# Introduction

Motivation

## Evaluation
This competition is evaluated on the F2 Score at different intersection over union (IoU) thresholds. The IoU of a proposed set of object pixels and a set of true object pixels is calculated as:
$$IoU(A,B)=\frac{A∩B}{A∪B}.$$
The metric sweeps over a range of IoU thresholds, at each point calculating an F2 Score. The threshold values range from 0.5 to 0.95 with a step size of 0.05: (0.5, 0.55, 0.6, 0.65, 0.7, 0.75, 0.8, 0.85, 0.9, 0.95). In other words, at a threshold of 0.5, a predicted object is considered a "hit" if its intersection over union with a ground truth object is greater than 0.5.

At each threshold value t, the F2 Score value is calculated based on the number of true positives (TP), false negatives (FN), and false positives (FP) resulting from comparing the predicted object to all ground truth objects. The following equation is equivalent to F2 Score when β is set to 2:
$$F_\beta(t)= \frac{(1+\beta^2)⋅TP(t)}{(1+\beta^2)⋅TP(t)+\beta^2⋅FN(t)+FP(t)}.$$
A true positive is counted when a single predicted object matches a ground truth object with an IoU above the threshold. A false positive indicates a predicted object had no associated ground truth object. A false negative indicates a ground truth object had no associated predicted object. The average F2 Score of a single image is then calculated as the mean of the above F2 Score values at each IoU threshold:
$$\frac{1}{|thresholds|} \sum_t F_2(t).$$
Lastly, the score returned by the competition metric is the mean taken over the individual average F2 Scores of each image in the test dataset.
https://www.kaggle.com/c/airbus-ship-detection#evaluation

## Prizes

- 1st place - \$25,000
- 2nd place - \$15,000
- 3rd place - \$5,000
- Algorithm Speed Prize (Post competition prize) - \$15,000

The goal of the Algorithm Speed Prize is to encourage participants to develop the fastest running algorithm that will still produce accurate results. The speed prize will be open to the top performing teams on the leaderboard.

## Timeline

* July 30, 2018 - Start Date.
* September 27, 2018 - Entry deadline. 
* September 27, 2018 - Team Merger deadline.
* October 4, 2018 - Final submission deadline.
* October 18, 2018 - Final submission deadline for the Algorithm Speed Prize.
* November 22, 2018 - Announcement of the winner of the Algorithm Speed Prize.

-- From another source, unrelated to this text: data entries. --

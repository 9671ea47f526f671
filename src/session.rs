//! A running start page: the store, the configuration, and the registry that
//! acts on them.

use crate::commands::Context;
use crate::config::ConfigManager;
use crate::dispatch::Registry;
use crate::error::Result;
use crate::exporter;
use crate::file::FileCapabilities;
use crate::filesystem::Storage;
use crate::models::{Config, Response};
use crate::store::{split_path, FolderStore};

/// Owns all state. Commands run one at a time, each followed by a save.
pub struct Vaunch {
    registry: Registry,
    folders: FolderStore,
    config: ConfigManager,
    storage: Option<Storage>,
}

impl Vaunch {
    /// An empty in-memory session that never touches disk.
    pub fn new() -> Self {
        Self::with_state(FolderStore::new(), Config::default())
    }

    /// An in-memory session starting from existing state.
    pub fn with_state(folders: FolderStore, config: Config) -> Self {
        Self {
            registry: Registry::new(),
            folders,
            config: ConfigManager::in_memory(config),
            storage: None,
        }
    }

    /// Loads a session from `storage`, which is also where it saves.
    ///
    /// # Returns
    /// * `Ok(Vaunch)` - The loaded session
    /// * `Err(VaunchError::Storage)` - If the data directory or its files cannot be used
    pub fn open(storage: Storage) -> Result<Self> {
        storage.ensure_directories()?;
        let folders = storage.load_folders()?;
        let config = storage.config_manager()?;
        log::info!(
            "Loaded {} folder(s) from {}",
            folders.folders().len(),
            storage.base_dir.display()
        );

        Ok(Self {
            registry: Registry::new(),
            folders,
            config,
            storage: Some(storage),
        })
    }

    pub fn folders(&self) -> &FolderStore {
        &self.folders
    }

    pub fn config(&self) -> &Config {
        self.config.get()
    }

    pub fn registry(&self) -> &Registry {
        &self.registry
    }

    /// Runs one line of input.
    ///
    /// The first whitespace-separated token picks a command by name or alias.
    /// Failing that it is tried as a query operator (`prefix:` or `prefix:arg`),
    /// then as a `folder/file` path, and finally the whole line is handed to
    /// the configured default file.
    pub fn dispatch(&mut self, input: &str) -> Response {
        let tokens: Vec<String> = input.split_whitespace().map(String::from).collect();
        let Some((verb, args)) = tokens.split_first() else {
            return Response::silent();
        };

        let response = match self.registry.get(verb) {
            Some(command) => {
                log::debug!("dispatching {} with {} argument(s)", command.name(), args.len());
                let mut ctx = Context {
                    folders: &mut self.folders,
                    config: &mut self.config,
                    registry: &self.registry,
                };
                command.execute(args, &mut ctx)
            }
            None => self.run_fallback(verb, args, &tokens),
        };

        self.save();
        response
    }

    /// Runs the file at `folder/file` directly, as when it is clicked.
    pub fn execute_file(&mut self, path: &str, args: &[String]) -> Response {
        let response = self.run_file(path, args);
        self.save();
        response
    }

    /// Combined folders and configuration document.
    pub fn export(&self) -> Result<String> {
        exporter::export_document(&self.folders, self.config.get())
    }

    /// Replaces all state with an exported document and saves it.
    pub fn import(&mut self, text: &str) -> Result<()> {
        let (folders, config) = exporter::import_document(text)?;
        self.folders = folders;
        self.config.replace(config);
        self.save();
        Ok(())
    }

    fn run_fallback(&mut self, verb: &str, args: &[String], tokens: &[String]) -> Response {
        if let Some((folder, file)) = self.folders.find_query_file(verb, true) {
            let mut file_args = Vec::with_capacity(args.len() + 1);
            if let Some((_, first)) = verb.split_once(':') {
                if !first.is_empty() {
                    file_args.push(first.to_string());
                }
            }
            file_args.extend_from_slice(args);
            return self.run_file(&format!("{}/{}", folder, file), &file_args);
        }

        if let (_, Some(_)) = split_path(verb) {
            if self.folders.file_by_path(verb).is_some() {
                return self.run_file(verb, args);
            }
        }

        let default_file = self.config.get().default_file.clone();
        if !default_file.is_empty() {
            let is_query = self
                .folders
                .file_by_path(&default_file)
                .is_some_and(|file| file.as_query().is_some());
            if is_query {
                log::debug!("passing input to default file {}", default_file);
                return self.run_file(&default_file, tokens);
            }
            log::warn!("default file {} is not a Query File", default_file);
        }

        Response::error(format!("Unknown command: {}", verb))
    }

    fn run_file(&mut self, path: &str, args: &[String]) -> Response {
        match self.folders.file_by_path_mut(path) {
            Some(file) => {
                log::debug!("executing {}", path);
                file.execute(args)
            }
            None => Response::error(format!("The file {} does not exist", path)),
        }
    }

    /// Writes folders and configuration when the session has a home on disk.
    fn save(&self) {
        let Some(storage) = &self.storage else {
            return;
        };
        if let Err(e) = storage.save_folders(&self.folders) {
            log::warn!("Failed to save folders: {}", e);
        }
        if let Err(e) = self.config.save_sync() {
            log::warn!("Failed to save config: {}", e);
        }
    }
}

impl Default for Vaunch {
    fn default() -> Self {
        Self::new()
    }
}
//! Whole-setup backups: folders and configuration in one JSON document.

use serde_json::{json, Value};

use crate::config::merge_value;
use crate::error::{Result, VaunchError};
use crate::models::Config;
use crate::store::{self, FolderStore};

/// Pretty-printed `{"folders": [...], "config": {...}}` document.
pub fn export_document(folders: &FolderStore, config: &Config) -> Result<String> {
    let document = json!({
        "folders": store::to_json(folders)?,
        "config": config,
    });
    serde_json::to_string_pretty(&document)
        .map_err(|e| VaunchError::Storage(format!("Failed to serialize export: {}", e)))
}

/// Parses an exported document. Missing sections import as empty/defaults.
pub fn import_document(text: &str) -> Result<(FolderStore, Config)> {
    let document: Value = serde_json::from_str(text)
        .map_err(|e| VaunchError::Storage(format!("Failed to parse import: {}", e)))?;

    let folders = match document.get("folders") {
        Some(value) => store::from_json(value.clone())?,
        None => FolderStore::new(),
    };
    let config = document
        .get("config")
        .map(merge_value)
        .unwrap_or_default();

    Ok((folders, config))
}
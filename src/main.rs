//! Vaunch command line.
//!
//! Usage:
//!   # Run a single command against the saved start page
//!   vaunch touch sites/example example.com
//!
//!   # Read commands from stdin, one per line
//!   vaunch --data-dir /tmp/vaunch < commands.txt

use std::io::{self, BufRead};
use std::path::PathBuf;
use std::process::ExitCode;

use clap::Parser;

use vaunch_lib::filesystem::Storage;
use vaunch_lib::{Response, ResponseType, Vaunch};

/// Command-driven start page.
#[derive(Parser, Debug)]
#[command(name = "vaunch")]
#[command(about = "Folders of link and query files, driven by commands")]
struct Args {
    /// Directory holding folders.json and config.json
    #[arg(long)]
    data_dir: Option<PathBuf>,

    /// A single line to run; stdin is read when omitted
    #[arg(trailing_var_arg = true, allow_hyphen_values = true)]
    input: Vec<String>,
}

fn print_response(response: &Response) {
    if !response.message.is_empty() {
        println!("[{:?}] {}", response.kind, response.message);
    }
    if let Some(navigation) = &response.navigation {
        let target = if navigation.new_context { "new tab" } else { "current tab" };
        println!("-> {} ({})", navigation.url, target);
    }
}

fn main() -> ExitCode {
    env_logger::Builder::from_env(env_logger::Env::default().default_filter_or("warn")).init();

    let args = Args::parse();

    let storage = match args.data_dir {
        Some(dir) => Storage::new_with_base(&dir),
        None => match Storage::new() {
            Ok(storage) => storage,
            Err(e) => {
                eprintln!("{}", e);
                return ExitCode::FAILURE;
            }
        },
    };

    let mut vaunch = match Vaunch::open(storage) {
        Ok(vaunch) => vaunch,
        Err(e) => {
            eprintln!("{}", e);
            return ExitCode::FAILURE;
        }
    };

    if !args.input.is_empty() {
        let response = vaunch.dispatch(&args.input.join(" "));
        print_response(&response);
        return if response.kind == ResponseType::Error {
            ExitCode::FAILURE
        } else {
            ExitCode::SUCCESS
        };
    }

    for line in io::stdin().lock().lines() {
        match line {
            Ok(line) => print_response(&vaunch.dispatch(&line)),
            Err(e) => {
                log::error!("Failed to read input: {}", e);
                return ExitCode::FAILURE;
            }
        }
    }

    ExitCode::SUCCESS
}
/// Read the identifying settings of a profile; `None` for non-wifi profiles.
async fn profile_of(proxy: &SettingsConnectionProxy<'_>) -> Option<ProfileInfo> {
    let dict = proxy.get_settings().await.ok()?;
    let wireless = dict.get("802-11-wireless")?;
    let connection = dict.get("connection")?;
    Some(ProfileInfo {
        id: value_str(connection.get("id")?)?,
        is_ap: wireless.get("mode").and_then(value_str).as_deref() == Some("ap"),
    })
}

fn value_str(value: &OwnedValue) -> Option<String> {
    match &**value {
        Value::Str(s) => Some(s.as_str().to_owned()),
        _ => None,
    }
}

/// Profiles are only reused when their keyfile is owned by root with mode
/// 0600. The stat runs on the blocking pool.
async fn keyfile_is_trusted(path: &str) -> bool {
    let path = path.to_owned();
    tokio::task::spawn_blocking(move || match nix::sys::stat::stat(path.as_str()) {
        Ok(st) => st.st_uid == 0 && (st.st_mode & 0o777) == 0o600,
        Err(_) => false,
    })
    .await
    .unwrap_or(false)
}

/// True when the daemon refused the scan because one is already running.
fn scan_refused(error: &zbus::Error) -> bool {
    match error {
        zbus::Error::MethodError(name, message, _) => {
            name.as_str().contains("NotAllowed")
                || message
                    .as_deref()
                    .map(|m| m.to_ascii_lowercase().contains("scan"))
                    .unwrap_or(false)
        },
        _ => false,
    }
}

/// Map a device state-change reason onto the attempt error codes.
fn classify_failure(reason: u32) -> ProvisionError {
    let code = match reason {
        REASON_NO_SECRETS
        | REASON_SUPPLICANT_CONFIG_FAILED
        | REASON_SUPPLICANT_FAILED
        | REASON_SUPPLICANT_TIMEOUT => ErrorCode::AuthFail,
        REASON_SUPPLICANT_DISCONNECT | REASON_SSID_NOT_FOUND => ErrorCode::AssocFail,
        REASON_IP_CONFIG_UNAVAILABLE
        | REASON_IP_CONFIG_EXPIRED
        | REASON_DHCP_START_FAILED
        | REASON_DHCP_ERROR
        | REASON_DHCP_FAILED => ErrorCode::DhcpFail,
        _ => ErrorCode::ConnectTimeout,
    };
    ProvisionError::Connect(code, format!("device failed with reason {}", reason))
}

/// Derive the announced security from the access point flag triple.
fn classify_security(flags: u32, wpa_flags: u32, rsn_flags: u32) -> Security {
    if rsn_flags & AP_SEC_KEY_MGMT_SAE != 0 {
        Security::Wpa3
    } else if rsn_flags != 0 {
        Security::Wpa2
    } else if wpa_flags != 0 {
        Security::Wpa
    } else if flags & AP_FLAG_PRIVACY != 0 {
        Security::Wep
    } else {
        Security::Open
    }
}

#[cfg(test)]
mod tests {
    use super::*;

    #[test]
    fn failure_classification() {
        assert_eq!(classify_failure(REASON_NO_SECRETS).code(), ErrorCode::AuthFail);
        assert_eq!(classify_failure(REASON_SUPPLICANT_TIMEOUT).code(), ErrorCode::AuthFail);
        assert_eq!(classify_failure(REASON_SUPPLICANT_DISCONNECT).code(), ErrorCode::AssocFail);
        assert_eq!(classify_failure(REASON_SSID_NOT_FOUND).code(), ErrorCode::AssocFail);
        assert_eq!(classify_failure(REASON_DHCP_FAILED).code(), ErrorCode::DhcpFail);
        assert_eq!(classify_failure(999).code(), ErrorCode::ConnectTimeout);
    }

    #[test]
    fn security_classification() {
        assert_eq!(classify_security(0, 0, 0), Security::Open);
        assert_eq!(classify_security(AP_FLAG_PRIVACY, 0, 0), Security::Wep);
        assert_eq!(classify_security(AP_FLAG_PRIVACY, 0x100, 0), Security::Wpa);
        assert_eq!(classify_security(AP_FLAG_PRIVACY, 0, 0x100), Security::Wpa2);
        assert_eq!(
            classify_security(AP_FLAG_PRIVACY, 0, AP_SEC_KEY_MGMT_SAE),
            Security::Wpa3
        );
    }
}
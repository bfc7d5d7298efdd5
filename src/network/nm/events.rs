//! Bridges the daemon's signals into the adapter's [`NetworkEvent`] stream.
//! A background task owns the proxies and forwards mapped events through a
//! channel; duplicates inside the coalescing window are dropped.

use std::time::Instant;

use futures_util::StreamExt;
use log::{debug, warn};
use tokio::sync::mpsc;
use zbus::zvariant::OwnedObjectPath;

use super::proxies::{
    AccessPointProxy, DaemonState, DeviceProxy, DeviceState, NetworkManagerProxy,
    WirelessDeviceProxy,
};
use crate::errors::ProvisionError;
use crate::network::{NetworkEvent, EVENT_COALESCE_WINDOW};

struct Coalescer {
    tx: mpsc::UnboundedSender<NetworkEvent>,
    last: Option<(NetworkEvent, Instant)>,
}

impl Coalescer {
    fn new(tx: mpsc::UnboundedSender<NetworkEvent>) -> Self {
        Coalescer { tx, last: None }
    }

    fn emit(&mut self, event: NetworkEvent) {
        if let Some((previous, at)) = &self.last {
            if *previous == event && at.elapsed() < EVENT_COALESCE_WINDOW {
                return;
            }
        }
        debug!("Network event: {:?}", event);
        let _ = self.tx.send(event.clone());
        self.last = Some((event, Instant::now()));
    }

    fn is_closed(&self) -> bool {
        self.tx.is_closed()
    }
}

/// Subscribe to the daemon and return a lazy infinite event stream. The
/// forwarding task ends when the receiver is dropped or the bus goes away.
pub async fn event_stream(
    connection: zbus::Connection,
    device_path: OwnedObjectPath,
) -> Result<futures_core::stream::BoxStream<'static, NetworkEvent>, ProvisionError> {
    let nm = NetworkManagerProxy::new(&connection).await?;
    let device = DeviceProxy::builder(&connection).path(device_path.clone())?.build().await?;
    let wireless = WirelessDeviceProxy::builder(&connection).path(device_path)?.build().await?;

    let mut daemon_states = nm.receive_state_changed().await?;
    let mut device_states = device.receive_device_state_changed().await?;
    let mut active_aps = wireless.receive_active_access_point_changed().await;

    let (tx, rx) = mpsc::unbounded_channel();
    let mut coalescer = Coalescer::new(tx);

    tokio::spawn(async move {
        loop {
            tokio::select! {
                signal = daemon_states.next() => {
                    let Some(signal) = signal else { break };
                    if let Ok(args) = signal.args() {
                        match DaemonState::from(args.state) {
                            DaemonState::Connected => {
                                coalescer.emit(NetworkEvent::ConnectivityRestored);
                            },
                            DaemonState::Disconnected | DaemonState::Asleep => {
                                coalescer.emit(NetworkEvent::ConnectivityLost);
                            },
                            _ => {},
                        }
                    }
                },
                signal = device_states.next() => {
                    let Some(signal) = signal else { break };
                    if let Ok(args) = signal.args() {
                        match DeviceState::from(args.new_state) {
                            DeviceState::Disconnected | DeviceState::Failed => {
                                coalescer.emit(NetworkEvent::DeviceDisconnected);
                            },
                            DeviceState::Deactivating => {
                                coalescer.emit(NetworkEvent::ConnectionDeactivated);
                            },
                            _ => {},
                        }
                    }
                },
                change = active_aps.next() => {
                    let Some(change) = change else { break };
                    if let Ok(path) = change.get().await {
                        if path.len() > 1 {
                            match ssid_of(&connection, &path).await {
                                Ok(ssid) => {
                                    coalescer.emit(NetworkEvent::ActiveConnectionChanged(ssid));
                                },
                                Err(e) => warn!("Failed to resolve new active network: {}", e),
                            }
                        }
                    }
                },
            }
            if coalescer.is_closed() {
                break;
            }
        }
        debug!("Network event forwarder finished");
    });

    Ok(Box::pin(futures_util::stream::unfold(rx, |mut rx| async move {
        rx.recv().await.map(|event| (event, rx))
    })))
}

async fn ssid_of(
    connection: &zbus::Connection,
    ap_path: &OwnedObjectPath,
) -> Result<String, ProvisionError> {
    let ap = AccessPointProxy::builder(connection).path(ap_path)?.build().await?;
    Ok(String::from_utf8(ap.ssid().await?)?)
}
//! # Tunnel supervisor
//!
//! Keeps the device remotely reachable while it is connected. Two providers
//! exist: the managed reverse proxy (preferred when the device carries a
//! credential) and an on-demand ssh tunnel to a public relay. The supervisor
//! runs as its own task, owns the provider children and publishes
//! `tunnel_url`/`tunnel_provider` through the state store. It never blocks
//! the orchestrator; every failure degrades to a logged `TUNNEL_FAIL` and a
//! null URL.

pub mod managed;
pub mod ssh;

use std::path::PathBuf;
use std::sync::Arc;
use std::time::{Duration, Instant};

use log::{info, warn};
use tokio::sync::mpsc;

use crate::config::{Config, TunnelProviderKind};
use crate::state::TunnelProvider;
use crate::store::{StatePatch, StateStore};
use managed::ManagedProvider;
use ssh::SshTunnel;

/// Health poll / managed re-check cadence.
const TICK_INTERVAL: Duration = Duration::from_secs(60);
/// Consecutive failed health probes before failing over to ssh.
const MANAGED_FAIL_THRESHOLD: u32 = 3;
/// Relay session lifetimes; refresh happens five minutes early.
const SSH_LIFETIME_WITH_TOKEN: Duration = Duration::from_secs(24 * 60 * 60);
const SSH_LIFETIME_ANONYMOUS: Duration = Duration::from_secs(60 * 60);
const REFRESH_MARGIN: Duration = Duration::from_secs(5 * 60);

/// Supervisor position. `StartingManaged`/`StartingSsh` are transient while a
/// provider is brought up; `Failed` means both providers are down until the
/// next start request.
#[derive(Debug, Clone, Copy, PartialEq, Eq)]
enum TunnelState {
    Idle,
    StartingManaged,
    Managed,
    StartingSsh,
    Ssh,
    Failed,
}

enum Session {
    Managed { provider: ManagedProvider, fails: u32 },
    Ssh { tunnel: SshTunnel, started: Instant, refresh_after: Duration },
}

#[derive(Debug)]
enum TunnelCommand {
    Start,
    Stop,
}

/// Cheap handle the orchestrator keeps. Commands are fire-and-forget.
#[derive(Clone)]
pub struct TunnelHandle {
    tx: mpsc::Sender<TunnelCommand>,
}

impl TunnelHandle {
    pub async fn start(&self) {
        let _ = self.tx.send(TunnelCommand::Start).await;
    }

    pub async fn stop(&self) {
        let _ = self.tx.send(TunnelCommand::Stop).await;
    }
}

pub struct TunnelSupervisor {
    config: Config,
    hostname: String,
    store: Arc<StateStore>,
    env_file: PathBuf,
    rx: mpsc::Receiver<TunnelCommand>,
}

/// Spawn the supervisor task and return its handle.
pub fn spawn(config: Config, hostname: String, store: Arc<StateStore>) -> TunnelHandle {
    let (tx, rx) = mpsc::channel(8);
    let supervisor = TunnelSupervisor {
        config,
        hostname,
        store,
        env_file: PathBuf::from(managed::TOKEN_ENV_FILE),
        rx,
    };
    tokio::spawn(supervisor.run());
    TunnelHandle { tx }
}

Because of the data leak the deadlines were extended. About the leak in details you can read in the next part.

# Data understanding

The original train data set contained 104700 sattelite images with 131030 ships on them. 
Test set contained 88486 images. 15 images was corrupted (1 from train and the rest from test). All images have resolution 768x768 px and were cut from some biger images. No location or time data were provided in the challenge. Kaggle had reosured that there are no overlapping in the images.

Besides ships and water the images also containe clouds, haze, wakes behind the ship (that will not count as part of the ship), coastal areas, docks, marinas, reflections, waves and other floating objects such as buoys, barges, wind turbines, etc. There are also some image cutting artefacts.

Most of the images are empty, only ~39% of them contains ships. You can see on the histogram that images with only one ship are domitaing.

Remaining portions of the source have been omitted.